• [What you need to do] Find the line holding "them in memory" in the entries below. Give it again exactly, along with every line after it up to and including the line holding "update -> persist".

• [Listed entries]
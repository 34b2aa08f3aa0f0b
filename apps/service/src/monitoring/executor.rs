use std::path::PathBuf;
use std::sync::Arc;

use chrono::Utc;
use checkhost::{CheckProvider, CheckSpec, PollOptions, poll};
use tokio_util::sync::CancellationToken;
use tracing::{debug, info, warn};

use super::metrics;
use super::normalizer::normalize;
use super::types::{CheckReport, MeasurementRecord, Observation};
use crate::anomaly::{AnomalyVerdict, MetricKind, Thresholds};
use crate::baseline::{BaselineKey, BaselineStore, UpdatePolicy};
use crate::error::MonitorError;

/// Knobs for a single check run
#[derive(Debug, Clone)]
pub struct ExecutorSettings {
    pub max_nodes: u32,
    pub poll: PollOptions,
    pub thresholds: Thresholds,
    pub update_policy: UpdatePolicy,
    /// Where baselines are written after each check; `None` keeps them in memory
    pub baseline_path: Option<PathBuf>,
    /// Classify against the store without updating or persisting it
    pub read_only: bool,
}

impl Default for ExecutorSettings {
    fn default() -> Self {
        Self {
            max_nodes: checkhost::DEFAULT_MAX_NODES,
            poll: PollOptions::default(),
            thresholds: Thresholds::default(),
            update_policy: UpdatePolicy::default(),
            baseline_path: None,
            read_only: false,
        }
    }
}

/// Monitoring executor - runs one check end to end
///
/// submit -> poll -> normalize -> classify + update -> persist
pub struct MonitoringExecutor {
    provider: Arc<dyn CheckProvider>,
    store: Arc<BaselineStore>,
    settings: ExecutorSettings,
}

impl MonitoringExecutor {
    pub fn new(
        provider: Arc<dyn CheckProvider>,
        store: Arc<BaselineStore>,
        settings: ExecutorSettings,
    ) -> Self {
        Self { provider, store, settings }
    }

    pub fn store(&self) -> &Arc<BaselineStore> {
        &self.store
    }

    /// Run `spec` once
    ///
    /// Nodes that never answered are absent from the report. Provider
    /// failures are returned; a failed baseline write is only logged.
    pub async fn execute_check(
        &self,
        spec: &CheckSpec,
        cancel: &CancellationToken,
    ) -> Result<CheckReport, MonitorError> {
        let started_at = Utc::now();

        let request = self.provider.submit(spec, self.settings.max_nodes).await?;
        let outcome = poll(self.provider.as_ref(), &request, self.settings.poll, cancel).await?;

        let observations: Vec<Observation> = outcome
            .results
            .iter()
            .map(|(node_id, raw)| {
                let record = normalize(spec, node_id, request.nodes.get(node_id), raw);
                let verdicts = self.evaluate(&record);
                Observation { record, verdicts }
            })
            .collect();

        let report = CheckReport {
            spec: spec.clone(),
            started_at,
            complete: outcome.complete,
            observations,
        };

        info!(
            check = %spec,
            nodes = report.observations.len(),
            dispatched = request.nodes.len(),
            failed = report.failed_nodes(),
            anomalies = report.anomalies().count(),
            "Check finished"
        );
        for (record, verdict) in report.alerts() {
            warn!(
                check = %spec,
                location = %record.location,
                node = %record.node,
                metric = %verdict.key.metric,
                observed = verdict.observed,
                mean = verdict.baseline.mean,
                std = verdict.baseline.std,
                samples = verdict.baseline.n,
                "{}",
                verdict.classification
            );
        }

        self.persist().await;
        Ok(report)
    }

    /// Classify and fold in every baselined metric of `record`
    fn evaluate(&self, record: &MeasurementRecord) -> Vec<AnomalyVerdict> {
        record
            .metrics
            .iter()
            .filter(|(name, _)| metrics::is_baselined(name))
            .filter_map(|(name, &value)| {
                let kind = MetricKind::for_metric(name);
                // Timings of a failed or lossy node are not representative
                if kind == MetricKind::Magnitude && !record.success {
                    return None;
                }
                if !value.is_finite() {
                    warn!(node = %record.node, metric = %name, "Ignoring non-finite measurement");
                    return None;
                }

                let key = BaselineKey::new(record.mode, &record.target, &record.location, name);
                let thresholds = &self.settings.thresholds;
                let verdict = if self.settings.read_only {
                    self.store.assess(key, value, kind, thresholds)
                } else {
                    self.store.observe(key, value, kind, thresholds, self.settings.update_policy)
                };
                Some(verdict)
            })
            .collect()
    }

    /// Write baselines if a path is configured
    pub async fn persist(&self) {
        if self.settings.read_only {
            return;
        }
        let Some(path) = &self.settings.baseline_path else {
            return;
        };

        match self.store.persist(path).await {
            Ok(()) => debug!(path = %path.display(), "Baselines persisted"),
            Err(e) => warn!("Failed to persist baselines, will retry after the next check: {}", e),
        }
    }
}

• [Solution below]
    /// Where baselines are written after each check; `None` keeps them in memory
    pub baseline_path: Option<PathBuf>,
    /// Classify against the store without updating or persisting it
    pub read_only: bool,
}

impl Default for ExecutorSettings {
    fn default() -> Self {
        Self {
            max_nodes: checkhost::DEFAULT_MAX_NODES,
            poll: PollOptions::default(),
            thresholds: Thresholds::default(),
            update_policy: UpdatePolicy::default(),
            baseline_path: None,
            read_only: false,
        }
    }
}

/// Monitoring executor - runs one check end to end
///
/// submit -> poll -> normalize -> classify + update -> persist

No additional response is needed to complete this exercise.